104 murdered in EBR in 2017; DA Moore calls it 'disappointing'

Zip codes 70805 and 70802 saw the highest numbers of murders in 2017 (Source: WAFB)
Zip codes 70805 and 70802 saw the highest numbers of murders in 2017 (Source: WAFB)
BRPD responded to a record number of murders in 2017 (Source: WAFB)
BRPD responded to a record number of murders in 2017 (Source: WAFB)

EAST BATON ROUGE PARISH, LA (WAFB) - "Disappointing." That's the word East Baton Rouge District Attorney Hillar Moore uses to describe 2017.

All in all, the DA's office says there were 104 murders across East Baton Rouge Parish, a record-breaking number for a single year. That number does not include homicides determined to be justifiable or negligent.

"We don't need another year like we had this year," Moore said.

Like in recent years, most of the murders happened in two zip codes: 24 in 70805 and 23 in 70802. The rest were spread largely across three other zip codes: 11 in 70807, 10 in 70816, and eight in 70806.

Last year's murder count far surpasses the 61 murders logged in 2016, which was a recent low.

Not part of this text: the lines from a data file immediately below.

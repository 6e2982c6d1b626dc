//! Debug-Export
//!
//! Schnappschuss aus Capture-Fähigkeiten, ICE-Test, Konfiguration, Call-Status
//! und den letzten Log-Zeilen, geschrieben als `webrtc-debug-<millis>.json`.

use super::ice_probe::ConnectionTest;
use super::log_buffer::{DebugEntry, DebugLog};
use crate::config::WebRtcConfig;
use crate::media::CaptureCapabilities;
use chrono::{DateTime, Utc};
use directories::UserDirs;
use serde::Serialize;
use std::path::{Path, PathBuf};
use thiserror::Error;

/// So viele Log-Zeilen landen im Export
pub const EXPORTED_LOG_ENTRIES: usize = 50;

// ============================================================================
// ERROR TYPES
// ============================================================================

#[derive(Error, Debug)]
pub enum ExportError {
    #[error("No export directory available")]
    NoExportDirectory,

    #[error("Failed to serialize debug report: {0}")]
    Serialize(#[from] serde_json::Error),

    #[error("Failed to write debug report: {0}")]
    Io(#[from] std::io::Error),
}

// ============================================================================
// REPORT
// ============================================================================

#[derive(Debug, Clone, PartialEq, Eq, Serialize)]
#[serde(rename_all = "camelCase")]
pub struct SupportReport {
    pub webrtc: bool,
    pub get_user_media: bool,
    pub get_display_media: bool,
    pub details: Vec<String>,
}

impl SupportReport {
    pub fn from_capabilities(capabilities: CaptureCapabilities) -> Self {
        Self {
            webrtc: true,
            get_user_media: capabilities.microphone || capabilities.camera,
            get_display_media: capabilities.screen,
            details: capabilities.details,
        }
    }
}

/// Momentaufnahme der Session für den Export
#[derive(Debug, Clone, Default, PartialEq, Eq, Serialize)]
#[serde(rename_all = "camelCase")]
pub struct CallStateSnapshot {
    pub is_in_call: bool,
    pub participants: usize,
    pub is_video_enabled: bool,
    pub is_audio_enabled: bool,
    pub is_sharing_screen: bool,
    pub last_error: Option<String>,
}

#[derive(Debug, Clone, Serialize)]
#[serde(rename_all = "camelCase")]
pub struct DebugReport {
    pub timestamp: DateTime<Utc>,
    pub browser_support: SupportReport,
    pub connection_test: Option<ConnectionTest>,
    pub webrtc_config: WebRtcConfig,
    pub call_state: CallStateSnapshot,
    pub debug_logs: Vec<DebugEntry>,
}

impl DebugReport {
    pub fn collect(
        capabilities: CaptureCapabilities,
        connection_test: Option<ConnectionTest>,
        webrtc_config: WebRtcConfig,
        call_state: CallStateSnapshot,
        log: &DebugLog,
    ) -> Self {
        Self {
            timestamp: Utc::now(),
            browser_support: SupportReport::from_capabilities(capabilities),
            connection_test,
            webrtc_config,
            call_state,
            debug_logs: log.last(EXPORTED_LOG_ENTRIES),
        }
    }

    pub fn file_name(&self) -> String {
        format!("webrtc-debug-{}.json", self.timestamp.timestamp_millis())
    }

    pub fn to_json(&self) -> Result<String, ExportError> {
        Ok(serde_json::to_string_pretty(self)?)
    }

    /// Schreibt den Bericht nach `dir` und gibt den Pfad zurück
    pub async fn export(&self, dir: &Path) -> Result<PathBuf, ExportError> {
        let json = self.to_json()?;
        tokio::fs::create_dir_all(dir).await?;

        let path = dir.join(self.file_name());
        tokio::fs::write(&path, json).await?;

        tracing::info!("WebRTC debug report written to {}", path.display());
        Ok(path)
    }
}

/// Standard-Zielordner: Downloads, sonst das Home-Verzeichnis
pub fn default_export_dir() -> Result<PathBuf, ExportError> {
    let dirs = UserDirs::new().ok_or(ExportError::NoExportDirectory)?;
    Ok(dirs
        .download_dir()
        .map(Path::to_path_buf)
        .unwrap_or_else(|| dirs.home_dir().to_path_buf()))
}
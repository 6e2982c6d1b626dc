//! Teilnehmerliste eines Anrufs

use serde::{Deserialize, Serialize};

/// Teilnahme-Status eines Benutzers
#[derive(Debug, Clone, PartialEq, Eq, Serialize, Deserialize)]
#[serde(rename_all = "camelCase")]
pub struct Participant {
    pub user_id: String,
    pub is_audio_enabled: bool,
    pub is_video_enabled: bool,
    pub is_sharing_screen: bool,
}

impl Participant {
    /// Neuer Teilnehmer mit Audio und Video an
    pub fn new(user_id: impl Into<String>) -> Self {
        Self {
            user_id: user_id.into(),
            is_audio_enabled: true,
            is_video_enabled: true,
            is_sharing_screen: false,
        }
    }

    pub fn apply(&mut self, update: &ParticipantUpdate) {
        if let Some(audio) = update.is_audio_enabled {
            self.is_audio_enabled = audio;
        }
        if let Some(video) = update.is_video_enabled {
            self.is_video_enabled = video;
        }
        if let Some(screen) = update.is_sharing_screen {
            self.is_sharing_screen = screen;
        }
    }
}

/// Teil-Update der Flags, so wie es über Signaling kommt
#[derive(Debug, Clone, Default, PartialEq, Eq, Serialize, Deserialize)]
#[serde(rename_all = "camelCase")]
pub struct ParticipantUpdate {
    #[serde(default, skip_serializing_if = "Option::is_none")]
    pub is_audio_enabled: Option<bool>,
    #[serde(default, skip_serializing_if = "Option::is_none")]
    pub is_video_enabled: Option<bool>,
    #[serde(default, skip_serializing_if = "Option::is_none")]
    pub is_sharing_screen: Option<bool>,
}

impl ParticipantUpdate {
    pub fn is_empty(&self) -> bool {
        self.is_audio_enabled.is_none()
            && self.is_video_enabled.is_none()
            && self.is_sharing_screen.is_none()
    }
}

/// Teilnehmer in Beitrittsreihenfolge, `user_id` ist eindeutig
#[derive(Debug, Clone, Default, PartialEq, Eq, Serialize)]
pub struct Roster {
    participants: Vec<Participant>,
}

impl Roster {
    pub fn new() -> Self {
        Self::default()
    }

    /// Fügt hinzu oder ersetzt einen vorhandenen Eintrag an gleicher Stelle
    pub fn upsert(&mut self, participant: Participant) {
        match self
            .participants
            .iter_mut()
            .find(|p| p.user_id == participant.user_id)
        {
            Some(existing) => *existing = participant,
            None => self.participants.push(participant),
        }
    }

    pub fn remove(&mut self, user_id: &str) -> Option<Participant> {
        let index = self.participants.iter().position(|p| p.user_id == user_id)?;
        Some(self.participants.remove(index))
    }

    /// Gibt `false` zurück, wenn der Teilnehmer unbekannt ist
    pub fn update(&mut self, user_id: &str, update: &ParticipantUpdate) -> bool {
        match self.participants.iter_mut().find(|p| p.user_id == user_id) {
            Some(participant) => {
                participant.apply(update);
                true
            }
            None => false,
        }
    }

    pub fn get(&self, user_id: &str) -> Option<&Participant> {
        self.participants.iter().find(|p| p.user_id == user_id)
    }

    pub fn iter(&self) -> impl Iterator<Item = &Participant> {
        self.participants.iter()
    }

    /// Wer gerade den Bildschirm teilt (normalerweise höchstens einer)
    pub fn screen_sharers(&self) -> impl Iterator<Item = &Participant> {
        self.participants.iter().filter(|p| p.is_sharing_screen)
    }

    pub fn len(&self) -> usize {
        self.participants.len()
    }

    pub fn is_empty(&self) -> bool {
        self.participants.is_empty()
    }

    pub fn clear(&mut self) {
        self.participants.clear();
    }
}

It was also far higher than the rates over the past decade, according to data from the EBR DA's office. Moore blames an uptick in domestic violence and drug-related deaths. "When people say drug dealing is not a violent offense, it is a violent offense. It turns into homicide very quickly," Moore said. Of the 104 murders, Moore says 14 were due to domestic violence.

But the reason the violence spiked so dramatically in 2017 is still a mystery. Moore said it may have to do with people resettling after the historic 2016 flood. "Surely drug dealing was disrupted by floods. Their drug markets were moved around. Did they come back and start to get organized again? Is it historic feuding between families?" he said.

Mayor-President Sharon Weston Broome said Wednesday she is "optimistic" her newly-appointed BRPD chief, Murphy Paul, can reverse the deadly trend. Still, she admits it is not going to be easy. "The reduction of crime is not a very simple equation," she said.

RELATED: Mayor names Murphy Paul as new police chief for Baton Rouge

Broome said they need to work to prevent violence, not just act in response. Moore said they also need the community's help. "It's a two-way street. It's the police, it's the community, it's the DA, vice versa working together. We cannot solve these cases ourselves," Moore said.

Moore said he met with the new chief over the weekend. He said they will be meeting again in coming weeks as they develop a plan of action for 2018.